Whether the game is poker, business or politics, Weng can't seem to lose. Zhang recently handed his report on Weng to the Chongqing mayor inside the city's People's Congress. Somebody promptly torched his office.

Zhang's dossier of Weng Zhenjie's gangland antics - one multimillionaire congress delegate dumping on another - would be remarkable anywhere. But in Chongqing it landed like a bombshell.

''This is the most brutal battle in Chongqing's business community since liberation,'' says a manager at one of Chongqing's largest and well-connected private companies, who knows both protagonists well.

This, after all, is the thriving Yangtze River metropolis where China's only maverick leader, Communist Party boss Bo Xilai, has gained nationwide acclaim by reclaiming the streets from the city's mafia. Bo has thrown thousands of lesser ''black society'' gangsters and their Communist Party protectors in jail and executed several, including the vice-president of the Supreme Court.

As well as ''striking black'', Bo Xilai has been "singing red" by leading his city in rousing cultural revolution songs. He has launched an ambitious ''red GDP'' campaign to strengthen state ownership, build public housing and accelerate China's (already breakneck) urbanisation by coaxing and pushing peasants off their land.

And yet, throughout it all, Weng Zhenjie has managed to grow bigger.

The ascendencies of big brother Weng and comrade Bo reveal the alchemy of power in China today and a signal as to where the country may be heading. Both men have spun astonishingly complex webs of loyalty and patronage through the Communist Party and its red-blood aristocracy. They have exploited every lever at their disposal and chosen their targets carefully.

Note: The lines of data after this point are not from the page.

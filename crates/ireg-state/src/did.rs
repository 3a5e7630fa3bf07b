//! # DID Lifecycle State Machine
//!
//! Tracks whether one principal's decentralized identity is usable.
//!
//! ## States
//!
//! ```text
//! INACTIVE ──register──▶ ACTIVE ──suspend──▶ SUSPENDED
//!                          ▲  │                  │
//!                          │  └──terminate──▶ TERMINATED
//!                          └────unsuspend────────┘
//! ```
//!
//! `register` is guarded only against `ACTIVE`: a `SUSPENDED` or
//! `TERMINATED` identity can be registered again, which moves it straight
//! back to `ACTIVE`.

use serde::{Deserialize, Serialize};

use crate::error::{RecordKind, TransitionError};

/// The lifecycle status of a DID.
///
/// Absence of a record means `Inactive`, so `Default` is `Inactive`.
#[derive(Debug, Clone, Copy, PartialEq, Eq, Hash, Default, Serialize, Deserialize)]
#[serde(rename_all = "SCREAMING_SNAKE_CASE")]
pub enum DidStatus {
    /// Never registered.
    #[default]
    Inactive,
    /// Registered and usable.
    Active,
    /// Temporarily disabled by an administrator.
    Suspended,
    /// Permanently disabled by an administrator.
    Terminated,
}

impl DidStatus {
    /// All statuses in ordinal order.
    pub const ALL: [DidStatus; 4] = [
        Self::Inactive,
        Self::Active,
        Self::Suspended,
        Self::Terminated,
    ];

    /// Numeric ordinal (`INACTIVE = 0` … `TERMINATED = 3`).
    pub fn code(&self) -> u8 {
        match self {
            Self::Inactive => 0,
            Self::Active => 1,
            Self::Suspended => 2,
            Self::Terminated => 3,
        }
    }

    /// Upper-case status name.
    pub fn as_str(&self) -> &'static str {
        match self {
            Self::Inactive => "INACTIVE",
            Self::Active => "ACTIVE",
            Self::Suspended => "SUSPENDED",
            Self::Terminated => "TERMINATED",
        }
    }

    /// Whether the identity may currently be relied upon.
    pub fn is_usable(&self) -> bool {
        matches!(self, Self::Active)
    }

    /// Whether no administrative transition leaves this status.
    pub fn is_terminal(&self) -> bool {
        matches!(self, Self::Terminated)
    }

    /// Register the identity (any status except `ACTIVE` → `ACTIVE`).
    pub fn register(self) -> Result<Self, TransitionError> {
        if self == Self::Active {
            return Err(TransitionError::AlreadyActive {
                kind: RecordKind::Did,
            });
        }
        Ok(Self::Active)
    }

    /// Suspend the identity (`ACTIVE` → `SUSPENDED`).
    pub fn suspend(self) -> Result<Self, TransitionError> {
        self.require_active()?;
        Ok(Self::Suspended)
    }

    /// Lift a suspension (`SUSPENDED` → `ACTIVE`).
    pub fn unsuspend(self) -> Result<Self, TransitionError> {
        if self != Self::Suspended {
            return Err(TransitionError::NotSuspended {
                kind: RecordKind::Did,
                current: self.to_string(),
            });
        }
        Ok(Self::Active)
    }

    /// Terminate the identity (`ACTIVE` → `TERMINATED`).
    pub fn terminate(self) -> Result<Self, TransitionError> {
        self.require_active()?;
        Ok(Self::Terminated)
    }

    fn require_active(self) -> Result<(), TransitionError> {
        if self != Self::Active {
            return Err(TransitionError::NotActive {
                kind: RecordKind::Did,
                current: self.to_string(),
            });
        }
        Ok(())
    }
}

impl std::fmt::Display for DidStatus {
    fn fmt(&self, f: &mut std::fmt::Formatter<'_>) -> std::fmt::Result {
        f.write_str(self.as_str())
    }
}

// ─── Tests ───────────────────────────────────────────────────────────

Weng's wealth and reputation grew out of China's military-industrial complex. In the 1990s he left the Peoples Liberation Army to join the Carrier (Kaili) Group, one of two main arms-trading companies of the time. The Carrier Group was controlled by a special kind of "princeling", Ye Xuanning, whom others in that club of communist aristocrats refer to as their ''spiritual leader''.

Ye also ran another lucrative enterprise, the liaison office of the General Political Department of the PLA, which was once responsible for exporting revolution across south-east Asia and which still lubricates links throughout Asia's Chinese diaspora. Ye inherited his status from his father, Marshal Ye Jianying.

There's no sign that Weng deals directly with the Ye family but he does sit on the boards of several major companies with the family's key financial officer, Li Junyang. Li, in turn, has myriad connections, including through his gambling habits in Macau and the environmental organisation he runs with a brother of the anointed future president, Xi Jinping.

With this calibre of perceived backing, Weng leveraged himself into the cockpit of Chongqing's financial system. He confronted and then reached accommodation with the current Chongqing mayor, with his spoils including opaque shareholdings and effective control over the city's most important state-owned securities and finance companies.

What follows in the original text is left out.